## [Saved data entries]
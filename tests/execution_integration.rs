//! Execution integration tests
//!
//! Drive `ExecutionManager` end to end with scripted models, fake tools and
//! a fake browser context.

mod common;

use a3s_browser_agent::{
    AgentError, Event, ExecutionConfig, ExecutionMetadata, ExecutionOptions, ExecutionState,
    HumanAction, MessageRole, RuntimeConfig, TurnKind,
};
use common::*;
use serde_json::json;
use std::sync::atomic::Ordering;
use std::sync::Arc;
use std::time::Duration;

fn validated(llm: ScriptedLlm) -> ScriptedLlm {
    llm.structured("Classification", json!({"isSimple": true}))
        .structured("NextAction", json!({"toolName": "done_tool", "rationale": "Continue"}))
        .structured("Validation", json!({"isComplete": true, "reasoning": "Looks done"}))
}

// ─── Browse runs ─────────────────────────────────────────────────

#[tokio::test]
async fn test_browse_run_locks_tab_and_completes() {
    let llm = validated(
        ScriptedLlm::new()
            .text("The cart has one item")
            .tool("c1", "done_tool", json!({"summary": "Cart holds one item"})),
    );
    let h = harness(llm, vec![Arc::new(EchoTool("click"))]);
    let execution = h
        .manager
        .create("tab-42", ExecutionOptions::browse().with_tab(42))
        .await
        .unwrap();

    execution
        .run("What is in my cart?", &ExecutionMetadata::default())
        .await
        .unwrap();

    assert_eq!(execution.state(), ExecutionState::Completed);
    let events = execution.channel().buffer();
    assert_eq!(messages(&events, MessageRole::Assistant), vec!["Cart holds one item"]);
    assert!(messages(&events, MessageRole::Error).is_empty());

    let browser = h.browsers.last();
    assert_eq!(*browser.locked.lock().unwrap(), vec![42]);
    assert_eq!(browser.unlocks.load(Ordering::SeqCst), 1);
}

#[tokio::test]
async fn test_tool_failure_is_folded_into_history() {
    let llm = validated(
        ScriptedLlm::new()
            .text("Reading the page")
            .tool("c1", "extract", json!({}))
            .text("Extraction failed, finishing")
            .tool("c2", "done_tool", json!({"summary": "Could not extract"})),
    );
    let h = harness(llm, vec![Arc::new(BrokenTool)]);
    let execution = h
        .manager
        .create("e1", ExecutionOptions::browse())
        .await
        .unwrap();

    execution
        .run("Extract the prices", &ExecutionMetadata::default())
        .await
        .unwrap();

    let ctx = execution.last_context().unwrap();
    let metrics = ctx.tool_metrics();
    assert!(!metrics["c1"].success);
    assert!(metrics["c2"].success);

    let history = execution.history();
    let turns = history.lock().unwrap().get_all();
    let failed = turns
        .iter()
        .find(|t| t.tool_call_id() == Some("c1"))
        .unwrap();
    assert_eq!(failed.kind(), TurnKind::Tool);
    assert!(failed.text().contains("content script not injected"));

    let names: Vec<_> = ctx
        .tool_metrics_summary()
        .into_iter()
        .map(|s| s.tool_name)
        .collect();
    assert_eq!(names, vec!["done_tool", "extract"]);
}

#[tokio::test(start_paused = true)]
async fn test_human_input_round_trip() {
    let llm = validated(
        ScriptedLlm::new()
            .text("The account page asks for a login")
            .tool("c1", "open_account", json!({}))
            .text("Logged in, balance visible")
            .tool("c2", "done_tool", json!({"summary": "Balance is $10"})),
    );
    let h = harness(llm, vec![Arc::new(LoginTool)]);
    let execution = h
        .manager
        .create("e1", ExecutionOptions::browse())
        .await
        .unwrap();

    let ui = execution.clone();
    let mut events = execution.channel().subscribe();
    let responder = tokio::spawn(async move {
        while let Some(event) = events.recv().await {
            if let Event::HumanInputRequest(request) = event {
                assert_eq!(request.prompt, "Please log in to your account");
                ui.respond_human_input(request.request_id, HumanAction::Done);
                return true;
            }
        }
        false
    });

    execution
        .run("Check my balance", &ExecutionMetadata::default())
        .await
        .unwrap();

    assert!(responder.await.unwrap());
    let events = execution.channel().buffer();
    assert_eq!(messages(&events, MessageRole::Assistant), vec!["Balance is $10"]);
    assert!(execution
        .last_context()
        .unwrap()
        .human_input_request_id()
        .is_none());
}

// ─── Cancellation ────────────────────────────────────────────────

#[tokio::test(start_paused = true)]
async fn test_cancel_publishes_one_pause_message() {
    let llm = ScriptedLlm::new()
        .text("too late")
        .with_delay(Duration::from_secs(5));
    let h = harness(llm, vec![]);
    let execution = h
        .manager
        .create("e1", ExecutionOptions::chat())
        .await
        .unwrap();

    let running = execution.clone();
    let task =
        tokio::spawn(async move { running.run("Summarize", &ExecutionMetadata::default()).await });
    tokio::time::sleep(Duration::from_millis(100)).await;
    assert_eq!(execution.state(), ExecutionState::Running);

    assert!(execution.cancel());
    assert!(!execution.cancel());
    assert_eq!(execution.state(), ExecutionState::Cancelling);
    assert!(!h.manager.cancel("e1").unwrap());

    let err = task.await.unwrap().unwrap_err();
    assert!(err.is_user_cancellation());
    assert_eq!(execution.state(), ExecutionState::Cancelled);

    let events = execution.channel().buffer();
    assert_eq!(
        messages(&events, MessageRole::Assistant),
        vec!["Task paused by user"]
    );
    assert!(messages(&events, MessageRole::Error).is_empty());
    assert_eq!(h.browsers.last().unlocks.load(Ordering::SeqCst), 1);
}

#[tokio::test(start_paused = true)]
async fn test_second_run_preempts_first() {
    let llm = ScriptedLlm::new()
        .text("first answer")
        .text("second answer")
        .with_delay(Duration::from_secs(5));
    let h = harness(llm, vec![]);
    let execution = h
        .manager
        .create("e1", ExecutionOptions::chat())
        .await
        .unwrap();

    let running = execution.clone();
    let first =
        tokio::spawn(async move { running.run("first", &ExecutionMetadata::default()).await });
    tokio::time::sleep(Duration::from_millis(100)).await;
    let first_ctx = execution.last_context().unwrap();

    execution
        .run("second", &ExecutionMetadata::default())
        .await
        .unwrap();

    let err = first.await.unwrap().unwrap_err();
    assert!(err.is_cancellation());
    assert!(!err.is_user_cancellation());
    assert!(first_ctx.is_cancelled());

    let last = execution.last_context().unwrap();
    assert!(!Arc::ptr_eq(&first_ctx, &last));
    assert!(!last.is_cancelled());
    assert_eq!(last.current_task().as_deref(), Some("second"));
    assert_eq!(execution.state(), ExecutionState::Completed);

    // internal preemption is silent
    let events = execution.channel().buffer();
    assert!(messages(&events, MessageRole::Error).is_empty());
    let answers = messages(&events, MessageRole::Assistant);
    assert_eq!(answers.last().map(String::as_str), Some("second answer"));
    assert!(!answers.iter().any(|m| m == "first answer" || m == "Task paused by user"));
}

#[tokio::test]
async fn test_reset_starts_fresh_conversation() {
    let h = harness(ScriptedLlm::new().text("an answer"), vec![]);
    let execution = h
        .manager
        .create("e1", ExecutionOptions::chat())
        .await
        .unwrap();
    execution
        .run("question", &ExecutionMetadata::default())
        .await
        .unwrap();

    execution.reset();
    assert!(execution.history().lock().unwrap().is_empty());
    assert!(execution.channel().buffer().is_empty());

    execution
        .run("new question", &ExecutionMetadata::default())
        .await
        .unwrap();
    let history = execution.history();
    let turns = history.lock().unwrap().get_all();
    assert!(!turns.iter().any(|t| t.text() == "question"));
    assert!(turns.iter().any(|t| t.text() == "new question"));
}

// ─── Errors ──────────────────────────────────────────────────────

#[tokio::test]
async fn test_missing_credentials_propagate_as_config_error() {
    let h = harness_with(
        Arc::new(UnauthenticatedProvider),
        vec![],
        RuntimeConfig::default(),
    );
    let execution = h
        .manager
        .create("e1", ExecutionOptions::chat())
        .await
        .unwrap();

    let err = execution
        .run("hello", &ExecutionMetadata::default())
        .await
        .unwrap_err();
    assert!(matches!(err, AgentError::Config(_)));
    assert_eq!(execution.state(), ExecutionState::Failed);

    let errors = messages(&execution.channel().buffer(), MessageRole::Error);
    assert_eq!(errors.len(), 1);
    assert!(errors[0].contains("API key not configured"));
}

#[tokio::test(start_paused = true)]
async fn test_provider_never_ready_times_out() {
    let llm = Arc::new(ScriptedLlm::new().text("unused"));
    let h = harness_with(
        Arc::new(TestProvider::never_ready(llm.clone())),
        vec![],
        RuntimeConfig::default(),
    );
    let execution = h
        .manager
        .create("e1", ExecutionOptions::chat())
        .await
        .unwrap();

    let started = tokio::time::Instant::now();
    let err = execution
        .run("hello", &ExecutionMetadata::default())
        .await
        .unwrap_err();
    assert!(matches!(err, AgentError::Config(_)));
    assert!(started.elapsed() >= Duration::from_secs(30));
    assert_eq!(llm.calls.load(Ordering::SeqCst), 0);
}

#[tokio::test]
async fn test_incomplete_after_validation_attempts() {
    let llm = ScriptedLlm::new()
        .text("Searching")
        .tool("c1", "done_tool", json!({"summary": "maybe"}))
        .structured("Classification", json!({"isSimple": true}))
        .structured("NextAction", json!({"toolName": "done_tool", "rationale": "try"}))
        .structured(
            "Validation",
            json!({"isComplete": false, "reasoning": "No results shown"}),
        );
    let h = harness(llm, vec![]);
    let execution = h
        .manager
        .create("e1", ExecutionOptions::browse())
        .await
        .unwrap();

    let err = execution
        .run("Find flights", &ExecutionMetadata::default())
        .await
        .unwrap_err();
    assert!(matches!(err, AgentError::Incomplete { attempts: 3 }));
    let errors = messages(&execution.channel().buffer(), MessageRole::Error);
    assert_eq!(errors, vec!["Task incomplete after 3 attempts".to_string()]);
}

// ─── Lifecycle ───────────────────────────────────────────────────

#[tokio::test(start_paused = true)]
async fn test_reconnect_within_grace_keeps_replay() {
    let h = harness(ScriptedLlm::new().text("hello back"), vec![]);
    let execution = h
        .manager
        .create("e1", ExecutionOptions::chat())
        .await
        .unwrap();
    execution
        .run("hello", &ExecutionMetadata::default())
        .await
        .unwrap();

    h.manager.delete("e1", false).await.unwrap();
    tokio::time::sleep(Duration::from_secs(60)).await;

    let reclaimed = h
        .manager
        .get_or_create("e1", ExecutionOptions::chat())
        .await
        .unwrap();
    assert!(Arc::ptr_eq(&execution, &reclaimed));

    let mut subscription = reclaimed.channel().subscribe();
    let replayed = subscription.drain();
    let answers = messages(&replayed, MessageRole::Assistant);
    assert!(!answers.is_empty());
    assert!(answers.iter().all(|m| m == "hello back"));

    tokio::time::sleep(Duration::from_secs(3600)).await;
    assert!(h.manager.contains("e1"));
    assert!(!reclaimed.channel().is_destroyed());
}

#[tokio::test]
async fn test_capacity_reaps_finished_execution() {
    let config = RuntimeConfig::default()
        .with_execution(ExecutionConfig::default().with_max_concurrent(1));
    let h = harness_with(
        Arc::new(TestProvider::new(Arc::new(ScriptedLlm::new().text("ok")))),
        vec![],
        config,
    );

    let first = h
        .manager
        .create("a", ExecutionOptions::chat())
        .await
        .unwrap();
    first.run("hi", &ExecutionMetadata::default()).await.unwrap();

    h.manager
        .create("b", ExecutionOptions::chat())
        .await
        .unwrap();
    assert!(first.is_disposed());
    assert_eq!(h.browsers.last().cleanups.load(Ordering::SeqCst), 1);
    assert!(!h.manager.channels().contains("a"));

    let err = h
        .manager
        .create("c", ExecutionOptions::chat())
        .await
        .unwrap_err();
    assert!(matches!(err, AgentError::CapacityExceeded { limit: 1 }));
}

## [Exercise brief]
State the number of lines in the records that hold the string "ExecutionConfig", and add nothing.

## [Answer to this problem]
2